A study in collaboration with BECTON DICKINSON AND COMPANY analysed blood samples from patients on TB treatment, to identify the regulation of several surface markers expressed on peripheral blood cells by BD FACSCAP technology flow cytometry. 


A multinational collaboration on a large cohort of TB patients and their household contacts for discovery of biomarkers of Mtb infection and disease.


P1041 was a Phase II/III ra​ndomized, double-blind, placebo-controlled clinical research study of African infants exposed perinatally to HIV. The study was designed to determine the efficacy of isoniazid (INH) in preventing tuberculosis disease and latent tuberculosis infection.
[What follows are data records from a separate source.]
//! HMAC hashing keyed by the facade secret
//!
//! Digests are returned as lowercase hex. [`Crypto::check`] compares with
//! plain string equality: fine for fingerprints, not for secret tokens.

use std::time::{SystemTime, UNIX_EPOCH};

use hmac::digest::KeyInit;
use hmac::{Hmac, Mac};

use crate::algo::HashAlgo;
use crate::driver::Crypto;
use crate::error::{CryptoError, CryptoResult};

impl Crypto {
    /// HMAC of `data` under the shared secret, hex encoded.
    pub fn hash(&self, data: impl AsRef<[u8]>, algo: HashAlgo) -> CryptoResult<String> {
        Ok(hex::encode(self.hash_raw(data, algo)?))
    }

    /// HMAC of `data` under the shared secret, as raw digest bytes.
    pub fn hash_raw(&self, data: impl AsRef<[u8]>, algo: HashAlgo) -> CryptoResult<Vec<u8>> {
        let data = data.as_ref();
        let digest = keyed_digest(self.secret_bytes(), data, algo)?;
        tracing::debug!(%algo, input_len = data.len(), "computed keyed hash");
        Ok(digest)
    }

    /// Recompute the digest of `data` and compare it to `hash`.
    ///
    /// Not constant-time. Do not use it to compare secret tokens.
    pub fn check(&self, data: impl AsRef<[u8]>, hash: &str, algo: HashAlgo) -> CryptoResult<bool> {
        Ok(self.hash(data, algo)? == hash)
    }

    /// Pseudo-unique name for `filename` that keeps its extension.
    ///
    /// Hashes `"<filename>-at-<nanos>"` where `nanos` is the nanosecond within
    /// the current second, then appends the original extension. Two calls in
    /// the same nanosecond produce the same name.
    pub fn hash_filename(&self, filename: &str, algo: HashAlgo) -> CryptoResult<String> {
        let nanos = subsec_nanos(SystemTime::now());
        let digest = self.hash(format!("{filename}-at-{nanos}"), algo)?;
        Ok(digest + extension(filename))
    }

    /// Digest length of `algo` in bytes.
    pub fn hash_size(&self, algo: HashAlgo) -> usize {
        algo.size()
    }
}

/// Nanosecond within the second of `now`, also for clocks set before 1970.
fn subsec_nanos(now: SystemTime) -> u32 {
    match now.duration_since(UNIX_EPOCH) {
        Ok(d) => d.subsec_nanos(),
        Err(e) => e.duration().subsec_nanos(),
    }
}

/// Suffix from the last `.` of the final path element, or `""`.
/// `archive.tar.gz` yields `.gz`, `.bashrc` yields `.bashrc`.
pub(crate) fn extension(filename: &str) -> &str {
    match filename.rfind(|c: char| c == '.' || c == '/') {
        Some(i) if filename[i..].starts_with('.') => &filename[i..],
        _ => "",
    }
}

pub(crate) fn keyed_digest(key: &[u8], data: &[u8], algo: HashAlgo) -> CryptoResult<Vec<u8>> {
    match algo {
        HashAlgo::Md4 => mac::<Hmac<md4::Md4>>(key, data),
        HashAlgo::Md5 => mac::<Hmac<md5::Md5>>(key, data),
        HashAlgo::Sha1 => mac::<Hmac<sha1::Sha1>>(key, data),
        HashAlgo::Sha256 => mac::<Hmac<sha2::Sha256>>(key, data),
        HashAlgo::Sha224 => mac::<Hmac<sha2::Sha224>>(key, data),
        HashAlgo::Sha512 => mac::<Hmac<sha2::Sha512>>(key, data),
        HashAlgo::Sha512_224 => mac::<Hmac<sha2::Sha512_224>>(key, data),
        HashAlgo::Sha512_256 => mac::<Hmac<sha2::Sha512_256>>(key, data),
        HashAlgo::Sha384 => mac::<Hmac<sha2::Sha384>>(key, data),
        HashAlgo::Sha3_224 => mac::<Hmac<sha3::Sha3_224>>(key, data),
        HashAlgo::Sha3_256 => mac::<Hmac<sha3::Sha3_256>>(key, data),
        HashAlgo::Sha3_384 => mac::<Hmac<sha3::Sha3_384>>(key, data),
        HashAlgo::Sha3_512 => mac::<Hmac<sha3::Sha3_512>>(key, data),
        HashAlgo::Keccak256 => mac::<Hmac<sha3::Keccak256>>(key, data),
        HashAlgo::Keccak512 => mac::<Hmac<sha3::Keccak512>>(key, data),
    }
}

fn mac<M: Mac + KeyInit>(key: &[u8], data: &[u8]) -> CryptoResult<Vec<u8>> {
    let mut mac = <M as Mac>::new_from_slice(key)
        .map_err(|e| CryptoError::HashWrite(e.to_string()))?;
    mac.update(data);
    Ok(mac.finalize().into_bytes().to_vec())
}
Study of Immune Reconstitution Inflammatory Syndrome (IRIS) for International Sites Initiating Highly Active Antiretroviral Therapy (HAART) in Infants and Children < 72 Months of Age​.


The NexGen EBA aims to use Radiologic and immunologic biomarkers to enhance early bactericidal activity measurements of sterilizing drug activity in tuberculosis.

RePORT / CORdynamics

This is a sub-study of The Correlate of Risk Targeted Intervention Study (CORTIS) and the PredictTB clinical trials, and aims to evaluate the dynamics of a qRT-PCR based transcriptomic signature of TB disease risk.
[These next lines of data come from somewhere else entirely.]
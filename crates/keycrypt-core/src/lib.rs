pub mod config;
pub mod error;

pub use config::KeycryptConfig;
pub use error::{KeycryptError, KeycryptResult};
use thiserror::Error;

pub type KeycryptResult<T> = Result<T, KeycryptError>;

#[derive(Debug, Error)]
pub enum KeycryptError {
    #[error("config error: {0}")]
    Config(String),

    #[error("secret key error: {0}")]
    Secret(String),

    #[error("I/O error: {0}")]
    Io(#[from] std::io::Error),
}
This observational study is an evaluation of host biomarker-based point-of-care tests for targeted screening for active TB. This diagnostic study developed from the AETBC study, aims to test the accuracy, sensitivity and specificity of the TransDot finger-prick test when compared with the composite gold standard tests. It is a multi-site South African study, sponsored by SU-IRG.


A 4 year multinational collaboration focused on unravelling the causal link between active TB disease and Type 2 Diabetes Mellitus. It utilizes bi-directional screening – that is screening TB patients for Diabetes and screening Diabetes patients for Mtb to investigate interactions between these two diseases.


Multinational collaboration to identify correlates of (vaccine-induced) protection for active TB.


Trials of Excellence in Southern Africa (TESA) is a regional network established in 2009, funded by the European and Developing Countries Clinical trials Partnerships (EDCTP), with the objectives to create a framework for collaboration, capacity building and training among institutions from Southern African countries. TESA II aims to develop, strengthen and expand clinical research capacities in the Southern Region of Africa, through the consolidation of the TESA node of excellence, for conducting clinical trials with the highest research standards in those infectious diseases responsible for the highest morbidity and mortality in the region.


Collaboration in a Phase IIb trial to assess immunogenicity and safety of the VPM1002 BCG replacement vaccine in newborns.